Основні поняття
Equilibrium propagation (EP) is a promising alternative to backpropagation for training neural networks on biological or analog substrates, but requires weight symmetry and infinitesimal perturbations. We show that weight asymmetry introduces bias in the gradient estimates of generalized EP, and propose a homeostatic objective to improve the functional symmetry of the Jacobian, enabling EP to scale to complex tasks like ImageNet 32x32 without perfect weight symmetry.
Анотація
The content discusses the challenges of using equilibrium propagation (EP) for training neural networks on physical substrates, where weight symmetry and infinitesimal perturbations are difficult to achieve.
The key insights are:
- Weight asymmetry introduces two sources of bias in the gradient estimates of generalized EP: finite nudge size and Jacobian asymmetry.
- The bias from finite nudge can be avoided by using a Cauchy integral to estimate the exact derivatives, as in holomorphic EP (hEP).

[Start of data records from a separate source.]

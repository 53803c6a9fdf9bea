//! Integration tests for install crate

#[cfg(test)]
mod tests {
    use async_trait::async_trait;
    use flate2::write::GzEncoder;
    use flate2::Compression;
    use std::path::{Path, PathBuf};
    use std::sync::atomic::{AtomicUsize, Ordering};
    use std::sync::{Arc, Mutex};
    use tap_errors::{Error, FailureKind, InstallError, IntegrityError, NetworkError, PlatformError};
    use tap_hash::Sha256Digest;
    use tap_install::*;
    use tap_net::{DownloadResult, Downloader};
    use tap_platform::{CommandOutput, PlatformCommand, ProcessOperations};
    use tap_types::{
        Architecture, ChecksumManifest, DescriptorTable, OperatingSystem, PlatformKey,
        ReleaseVersion,
    };
    use tempfile::tempdir;

    const LINUX_AMD64: PlatformKey = PlatformKey::new(OperatingSystem::Linux, Architecture::Amd64);
    const SCRIPT: &[u8] = b"#!/bin/sh\nexit 0\n";

    fn tar_gz(entries: &[(&str, &[u8], u32)]) -> Vec<u8> {
        let mut builder = tar::Builder::new(GzEncoder::new(Vec::new(), Compression::default()));
        for (path, data, mode) in entries {
            let mut header = tar::Header::new_gnu();
            header.set_size(data.len() as u64);
            header.set_mode(*mode);
            header.set_cksum();
            builder.append_data(&mut header, path, *data).unwrap();
        }
        builder.into_inner().unwrap().finish().unwrap()
    }

    /// Embedded table stamped as release 1.2.3 with `archive` as every platform's bytes
    fn table_for(archive: &[u8]) -> DescriptorTable {
        let base = DescriptorTable::embedded().unwrap();
        let version = ReleaseVersion::parse("1.2.3").unwrap();
        let digest = Sha256Digest::from_data(archive);
        let manifest: String = base
            .platforms()
            .map(|p| format!("{digest}  {}\n", base.archive_name(p, &version)))
            .collect();
        base.stamp(version, &ChecksumManifest::parse(&manifest).unwrap())
            .unwrap()
    }

    #[derive(Clone)]
    struct ServeBytes {
        body: Vec<u8>,
        calls: Arc<Mutex<Vec<String>>>,
    }

    impl ServeBytes {
        fn new(body: Vec<u8>) -> Self {
            Self {
                body,
                calls: Arc::default(),
            }
        }
    }

    #[async_trait]
    impl Downloader for ServeBytes {
        async fn fetch(&self, url: &str, dest: &Path) -> Result<DownloadResult, Error> {
            self.calls.lock().unwrap().push(url.to_string());
            tokio::fs::write(dest, &self.body).await?;
            Ok(DownloadResult {
                url: url.to_string(),
                size: self.body.len() as u64,
            })
        }
    }

    /// Wraps the real installer and counts invocations
    #[derive(Clone, Default)]
    struct CountingInstaller {
        calls: Arc<AtomicUsize>,
    }

    #[async_trait]
    impl FileInstaller for CountingInstaller {
        async fn install_executable(
            &self,
            payload: &Payload,
            target_dir: &Path,
        ) -> Result<InstalledArtifact, Error> {
            self.calls.fetch_add(1, Ordering::SeqCst);
            AtomicFileInstaller::new()
                .install_executable(payload, target_dir)
                .await
        }
    }

    /// Reports a fixed exit code and records what it was asked to run
    #[derive(Clone)]
    struct ScriptedProcess {
        exit_code: i32,
        stderr: &'static str,
        seen: Arc<Mutex<Vec<(PathBuf, Vec<String>)>>>,
    }

    impl ScriptedProcess {
        fn exiting(exit_code: i32) -> Self {
            Self {
                exit_code,
                stderr: "",
                seen: Arc::default(),
            }
        }
    }

    #[cfg(unix)]
    fn exit_status(code: i32) -> std::process::ExitStatus {
        use std::os::unix::process::ExitStatusExt;
        std::process::ExitStatus::from_raw(code << 8)
    }

    #[cfg(windows)]
    fn exit_status(code: i32) -> std::process::ExitStatus {
        use std::os::windows::process::ExitStatusExt;
        std::process::ExitStatus::from_raw(code.unsigned_abs())
    }

    #[async_trait]
    impl ProcessOperations for ScriptedProcess {
        async fn execute_command(&self, cmd: PlatformCommand) -> Result<CommandOutput, Error> {
            self.seen
                .lock()
                .unwrap()
                .push((cmd.program().to_path_buf(), cmd.get_args().to_vec()));
            Ok(CommandOutput {
                status: exit_status(self.exit_code),
                stdout: b"notte 1.2.3\n".to_vec(),
                stderr: self.stderr.as_bytes().to_vec(),
            })
        }
    }

    struct Harness {
        installer: ReleaseInstaller,
        downloads: Arc<Mutex<Vec<String>>>,
        installs: Arc<AtomicUsize>,
        processes: Arc<Mutex<Vec<(PathBuf, Vec<String>)>>>,
    }

    fn harness(table: DescriptorTable, served: Vec<u8>, process: ScriptedProcess) -> Harness {
        let downloader = ServeBytes::new(served);
        let file_installer = CountingInstaller::default();
        Harness {
            downloads: downloader.calls.clone(),
            installs: file_installer.calls.clone(),
            processes: process.seen.clone(),
            installer: ReleaseInstaller::new(
                table,
                Box::new(downloader),
                Box::new(file_installer),
                Box::new(process),
            ),
        }
    }

    fn request(bin_dir: &Path, work_dir: &Path) -> InstallRequest {
        InstallRequest {
            platform: LINUX_AMD64,
            version: "1.2.3".to_string(),
            bin_dir: bin_dir.to_path_buf(),
            work_dir: Some(work_dir.to_path_buf()),
        }
    }

    #[tokio::test]
    async fn test_end_to_end_linux_amd64() {
        let archive = tar_gz(&[("notte", SCRIPT, 0o755)]);
        let h = harness(table_for(&archive), archive.clone(), ScriptedProcess::exiting(0));
        let temp = tempdir().unwrap();
        let bin = temp.path().join("bin");
        let work = temp.path().join("work");

        let report = h.installer.run(&request(&bin, &work)).await.unwrap();

        assert!(report.url.ends_with("_1.2.3_linux_amd64.tar.gz"));
        assert_eq!(report.name, "notte");
        assert_eq!(report.version.to_string(), "1.2.3");
        assert_eq!(report.platform, LINUX_AMD64);
        assert_eq!(report.checksum, Sha256Digest::from_data(&archive));
        assert_eq!(report.bytes_downloaded, archive.len() as u64);
        assert_eq!(report.artifact, bin.join("notte"));
        assert_eq!(std::fs::read(bin.join("notte")).unwrap(), SCRIPT);

        assert_eq!(*h.downloads.lock().unwrap(), vec![report.url.clone()]);
        assert_eq!(h.installs.load(Ordering::SeqCst), 1);
        assert_eq!(
            *h.processes.lock().unwrap(),
            vec![(bin.join("notte"), vec!["version".to_string()])]
        );

        // Scratch directory is gone once the run finishes
        assert_eq!(std::fs::read_dir(&work).unwrap().count(), 0);
    }

    #[tokio::test]
    async fn test_altered_byte_is_integrity_mismatch_and_never_installs() {
        let archive = tar_gz(&[("notte", SCRIPT, 0o755)]);
        let mut tampered = archive.clone();
        let last = tampered.len() - 1;
        tampered[last] ^= 0x01;

        let h = harness(table_for(&archive), tampered.clone(), ScriptedProcess::exiting(0));
        let temp = tempdir().unwrap();
        let bin = temp.path().join("bin");
        std::fs::create_dir_all(&bin).unwrap();
        std::fs::write(bin.join("notte"), b"previous").unwrap();

        let err = h
            .installer
            .run(&request(&bin, temp.path()))
            .await
            .unwrap_err();

        match &err {
            Error::Integrity(IntegrityError::Mismatch {
                expected, actual, ..
            }) => {
                assert_eq!(*expected, Sha256Digest::from_data(&archive).to_hex());
                assert_eq!(*actual, Sha256Digest::from_data(&tampered).to_hex());
            }
            other => panic!("expected integrity mismatch, got {other:?}"),
        }
        assert_eq!(err.failure_kind(), FailureKind::Integrity);
        assert_eq!(h.installs.load(Ordering::SeqCst), 0);
        assert!(h.processes.lock().unwrap().is_empty());
        assert_eq!(std::fs::read(bin.join("notte")).unwrap(), b"previous");
    }

    #[tokio::test]
    async fn test_fetch_and_verify_removes_rejected_archive() {
        let archive = tar_gz(&[("notte", SCRIPT, 0o755)]);
        let h = harness(table_for(&archive), b"not it".to_vec(), ScriptedProcess::exiting(0));
        let work = tempdir().unwrap();

        let descriptor = h.installer.resolve(LINUX_AMD64, "1.2.3").unwrap();
        let err = h
            .installer
            .fetch_and_verify(&descriptor, work.path())
            .await
            .unwrap_err();

        assert!(matches!(err, Error::Integrity(_)));
        assert!(!work.path().join(descriptor.archive_name()).exists());
    }

    /// Claims success without leaving a file behind
    struct VanishingDownload;

    #[async_trait]
    impl Downloader for VanishingDownload {
        async fn fetch(&self, url: &str, _dest: &Path) -> Result<DownloadResult, Error> {
            Ok(DownloadResult {
                url: url.to_string(),
                size: 0,
            })
        }
    }

    #[tokio::test]
    async fn test_unreadable_archive_is_fetch_failure() {
        let archive = tar_gz(&[("notte", SCRIPT, 0o755)]);
        let installer = ReleaseInstaller::new(
            table_for(&archive),
            Box::new(VanishingDownload),
            Box::new(CountingInstaller::default()),
            Box::new(ScriptedProcess::exiting(0)),
        );
        let work = tempdir().unwrap();

        let descriptor = installer.resolve(LINUX_AMD64, "1.2.3").unwrap();
        let err = installer
            .fetch_and_verify(&descriptor, work.path())
            .await
            .unwrap_err();

        match &err {
            Error::Network(NetworkError::ArchiveIo { path, .. }) => {
                assert!(path.ends_with(descriptor.archive_name()));
            }
            other => panic!("expected archive I/O failure, got {other:?}"),
        }
        assert_eq!(err.failure_kind().exit_code(), 3);
    }

    #[tokio::test]
    async fn test_unusable_work_dir_is_fetch_failure() {
        let archive = tar_gz(&[("notte", SCRIPT, 0o755)]);
        let h = harness(table_for(&archive), archive, ScriptedProcess::exiting(0));
        let temp = tempdir().unwrap();
        let blocker = temp.path().join("occupied");
        std::fs::write(&blocker, b"file").unwrap();

        let err = h
            .installer
            .run(&request(&temp.path().join("bin"), &blocker.join("work")))
            .await
            .unwrap_err();

        assert!(matches!(err, Error::Network(NetworkError::ArchiveIo { .. })));
        assert_eq!(err.failure_kind(), FailureKind::Fetch);
        assert!(h.downloads.lock().unwrap().is_empty());
        assert_eq!(h.installs.load(Ordering::SeqCst), 0);
    }

    #[tokio::test]
    async fn test_unsupported_platform_performs_no_download() {
        let archive = tar_gz(&[("notte", SCRIPT, 0o755)]);
        let mut table = table_for(&archive);
        table.assets.retain(|a| a.os != OperatingSystem::Linux);
        let h = harness(table, archive, ScriptedProcess::exiting(0));
        let temp = tempdir().unwrap();

        let err = h
            .installer
            .run(&request(&temp.path().join("bin"), temp.path()))
            .await
            .unwrap_err();

        assert!(matches!(
            err,
            Error::Platform(PlatformError::UnsupportedPlatform { ref platform }) if platform == "linux-amd64"
        ));
        assert_eq!(err.failure_kind(), FailureKind::Resolution);
        assert!(h.downloads.lock().unwrap().is_empty());
    }

    #[tokio::test]
    async fn test_missing_payload_fails_install() {
        let archive = tar_gz(&[("README.md", b"docs", 0o644)]);
        let h = harness(table_for(&archive), archive, ScriptedProcess::exiting(0));
        let temp = tempdir().unwrap();
        let bin = temp.path().join("bin");

        let err = h
            .installer
            .run(&request(&bin, temp.path()))
            .await
            .unwrap_err();

        assert!(matches!(
            err,
            Error::Install(InstallError::MissingPayload { ref entry, .. }) if entry == "notte"
        ));
        assert_eq!(err.failure_kind().exit_code(), 5);
        assert_eq!(h.installs.load(Ordering::SeqCst), 0);
        assert!(!bin.join("notte").exists());
    }

    #[tokio::test]
    async fn test_nonzero_self_check_fails_run() {
        let archive = tar_gz(&[("notte-cli/notte", SCRIPT, 0o755)]);
        let mut process = ScriptedProcess::exiting(2);
        process.stderr = "unknown command";
        let h = harness(table_for(&archive), archive, process);
        let temp = tempdir().unwrap();

        let err = h
            .installer
            .run(&request(&temp.path().join("bin"), temp.path()))
            .await
            .unwrap_err();

        match &err {
            Error::Install(InstallError::SelfCheckFailed { message, .. }) => {
                assert!(message.contains("status 2"));
                assert!(message.contains("unknown command"));
            }
            other => panic!("expected self-check failure, got {other:?}"),
        }
        assert_eq!(err.failure_kind(), FailureKind::SelfCheck);
        assert_eq!(h.installs.load(Ordering::SeqCst), 1);
    }

    #[cfg(unix)]
    #[tokio::test]
    async fn test_self_check_runs_real_process() {
        use tap_platform::TokioProcess;

        let temp = tempdir().unwrap();
        let ok = write_atomic(SCRIPT, temp.path(), "notte", 0o755).unwrap();
        let bad = write_atomic(
            &b"#!/bin/sh\necho broken >&2\nexit 3\n"[..],
            temp.path(),
            "notte-bad",
            0o755,
        )
        .unwrap();

        run_self_check(&TokioProcess, &ok).await.unwrap();

        let err = run_self_check(&TokioProcess, &bad).await.unwrap_err();
        assert!(err.to_string().contains("status 3"));
        assert!(err.to_string().contains("broken"));

        let missing = run_self_check(&TokioProcess, &temp.path().join("absent"))
            .await
            .unwrap_err();
        assert_eq!(missing.failure_kind(), FailureKind::SelfCheck);
    }
}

- The bias from Jacobian asymmetry can be mitigated by introducing a homeostatic objective that directly penalizes functional asymmetries of the Jacobian at the network's fixed point.
- The homeostatic objective improves the performance of generalized hEP on complex tasks like ImageNet 32x32, with only a small gap compared to the symmetric case.
- The homeostatic objective is more general than just enforcing weight symmetry, as it can also improve training in architectures without reciprocal connections.
Overall, the work provides a theoretical and empirical framework for studying and mitigating the adverse effects of physical constraints on learning algorithms that rely on the substrate's relaxation dynamics.